Segundo a revista The Economist, o pedido de impeachment aumenta as possibilidades de sobrevivência de Rousseff, e não o contrário. O timing de Eduardo Cunha, o presidente da Câmara dos Deputados que decidiu accionar o processo, não deixou margem para dúvidas de que foi motivado por vingança pessoal, o que lhe retira alguma legitimidade, pelo menos em termos de opinião pública. E se o partido de Dilma se tem demonstrado dividido na sua relação com o Governo, o processo do impeachment deverá unificá-lo na defesa da Presidente.
O Eurasia Group, uma firma de consultoria, avalia que Dilma Rousseff tem uma vantagem de 60% ou mais de manter o seu mandato dada a falta de consenso no Congresso para a sua saída. O Globo noticiou esta sexta-feira que a Presidente tem uma maioria parlamentar confortável para afundar o processo de impeachment, que será submetido a aprovação na Câmara dos Deputados. Dilma precisa de 172 votos e tem pelo menos 258, diz o jornal carioca, com base em consultas que fez aos líderes dos maiores partidos com representação parlamentar.
Apesar do optimismo inicial do mercado financeiro, o consenso entre economistas é que ele não deve durar muito tempo, até porque um longo processo de destituição promete colocar as necessárias medidas de contenção do défice em espera, aumentar a incerteza, e aprofundar a recessão. O calendário parlamentar joga contra uma resolução rápida do processo: o Congresso fecha para férias dentro de duas semanas e só retoma os trabalhos em Fevereiro.

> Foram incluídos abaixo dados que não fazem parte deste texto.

//! Minimal layers and optimizers built on the autograd core.

use std::collections::HashMap;

use log::trace;
use rand::Rng;

use crate::array::{self, Array};
use crate::error::Result;
use crate::graph::{Graph, NodeId};
use crate::variable::Var;

/// A trait for neural network modules.
pub trait Module<'g> {
    /// Performs a forward pass through the module.
    fn forward(&self, input: Var<'g>) -> Var<'g>;

    /// Returns the parameters of the module.
    fn parameters(&self) -> Vec<Var<'g>>;
}

/// A linear (fully connected) layer.
pub struct Linear<'g> {
    pub weight: Var<'g>,
    pub bias: Option<Var<'g>>,
}

impl<'g> Linear<'g> {
    /// Creates a new linear layer with weights drawn from
    /// `U(-1/sqrt(in), 1/sqrt(in))` and a zero bias.
    ///
    /// # Arguments
    ///
    /// * `in_features` - The number of input features.
    /// * `out_features` - The number of output features.
    /// * `bias` - Whether to include a bias term.
    pub fn new<R: Rng + ?Sized>(
        graph: &'g Graph,
        in_features: usize,
        out_features: usize,
        bias: bool,
        rng: &mut R,
    ) -> Result<Self> {
        let bound = 1.0 / (in_features.max(1) as f32).sqrt();
        let weight = graph.named(
            "linear.weight",
            array::uniform(&[in_features, out_features], -bound, bound, rng)?,
            true,
        );
        let bias = bias.then(|| graph.named("linear.bias", array::zeros(&[out_features]), true));
        Ok(Linear { weight, bias })
    }
}

impl<'g> Module<'g> for Linear<'g> {
    fn forward(&self, input: Var<'g>) -> Var<'g> {
        input.affine(self.weight, self.bias)
    }

    fn parameters(&self) -> Vec<Var<'g>> {
        let mut params = vec![self.weight];
        params.extend(self.bias);
        params
    }
}

/// Parameter-free element-wise activations.
#[derive(Debug, Clone, Copy, PartialEq, Eq)]
pub enum Activation {
    ReLU,
    Sigmoid,
    Tanh,
}

impl<'g> Module<'g> for Activation {
    fn forward(&self, input: Var<'g>) -> Var<'g> {
        match self {
            Activation::ReLU => input.relu(),
            Activation::Sigmoid => input.sigmoid(),
            Activation::Tanh => input.tanh(),
        }
    }

    fn parameters(&self) -> Vec<Var<'g>> {
        Vec::new()
    }
}

/// A sequential container for modules.
#[derive(Default)]
pub struct Sequential<'g> {
    modules: Vec<Box<dyn Module<'g> + 'g>>,
}

impl<'g> Sequential<'g> {
    pub fn new() -> Self {
        Sequential {
            modules: Vec::new(),
        }
    }

    /// Adds a module to the container.
    #[must_use]
    pub fn add<M: Module<'g> + 'g>(mut self, module: M) -> Self {
        self.modules.push(Box::new(module));
        self
    }

    pub fn len(&self) -> usize {
        self.modules.len()
    }

    pub fn is_empty(&self) -> bool {
        self.modules.is_empty()
    }
}

impl<'g> Module<'g> for Sequential<'g> {
    fn forward(&self, input: Var<'g>) -> Var<'g> {
        self.modules
            .iter()
            .fold(input, |x, module| module.forward(x))
    }

    fn parameters(&self) -> Vec<Var<'g>> {
        self.modules.iter().flat_map(|m| m.parameters()).collect()
    }
}

/// A trait for optimizers.
pub trait Optimizer {
    /// Performs a single optimization step. Parameters without a gradient
    /// are left alone.
    fn step(&mut self, parameters: &[Var<'_>]);

    /// Clears the gradients of all parameters.
    fn zero_grad(&mut self, parameters: &[Var<'_>]) {
        for param in parameters {
            param.clear_grad();
        }
    }
}

/// Stochastic Gradient Descent with optional momentum.
pub struct SGD {
    lr: f32,
    momentum: f32,
    velocity: HashMap<NodeId, Array>,
}

impl SGD {
    /// Creates a new SGD optimizer.
    ///
    /// # Arguments
    ///
    /// * `lr` - The learning rate.
    /// * `momentum` - The momentum factor; `0.0` gives plain gradient descent.
    ///   The velocity is an exponential moving average of the gradients.
    pub fn new(lr: f32, momentum: f32) -> Self {
        SGD {
            lr,
            momentum,
            velocity: HashMap::new(),
        }
    }
}

impl Optimizer for SGD {
    fn step(&mut self, parameters: &[Var<'_>]) {
        for param in parameters {
            let Some(grad) = param.grad() else {
                continue;
            };
            let update = if self.momentum == 0.0 {
                grad * self.lr
            } else {
                let velocity = self
                    .velocity
                    .entry(param.id())
                    .or_insert_with(|| Array::zeros(grad.raw_dim()));
                *velocity = &*velocity * self.momentum + grad * (1.0 - self.momentum);
                &*velocity * self.lr
            };
            trace!("sgd: updating node {}", param.id().index());
            param.set_value(param.value() - &update);
        }
    }
}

As férias podem ser suspensas ou reduzidas para acelerar o processo, mas para isso os presidentes dos dois fóruns legislativos no Congresso, Eduardo Cunha (Câmara dos Deputados) e Renan Calheiros (Senado), têm de dar o seu acordo. O Governo quer acelerar o processo e defende a suspensão das férias parlamentares. “No que depender do PT, não vai ter folga, não terá Natal, não terá Ano Novo até resolver essa situação”, disse o líder da bancada do PT na Câmara dos Deputados, Sibá Machado. Mas a oposição está dividida. O prolongamento do processo pode ser mau para o Brasil, mas bom para mobilizar a opinião pública em torno do impeachment.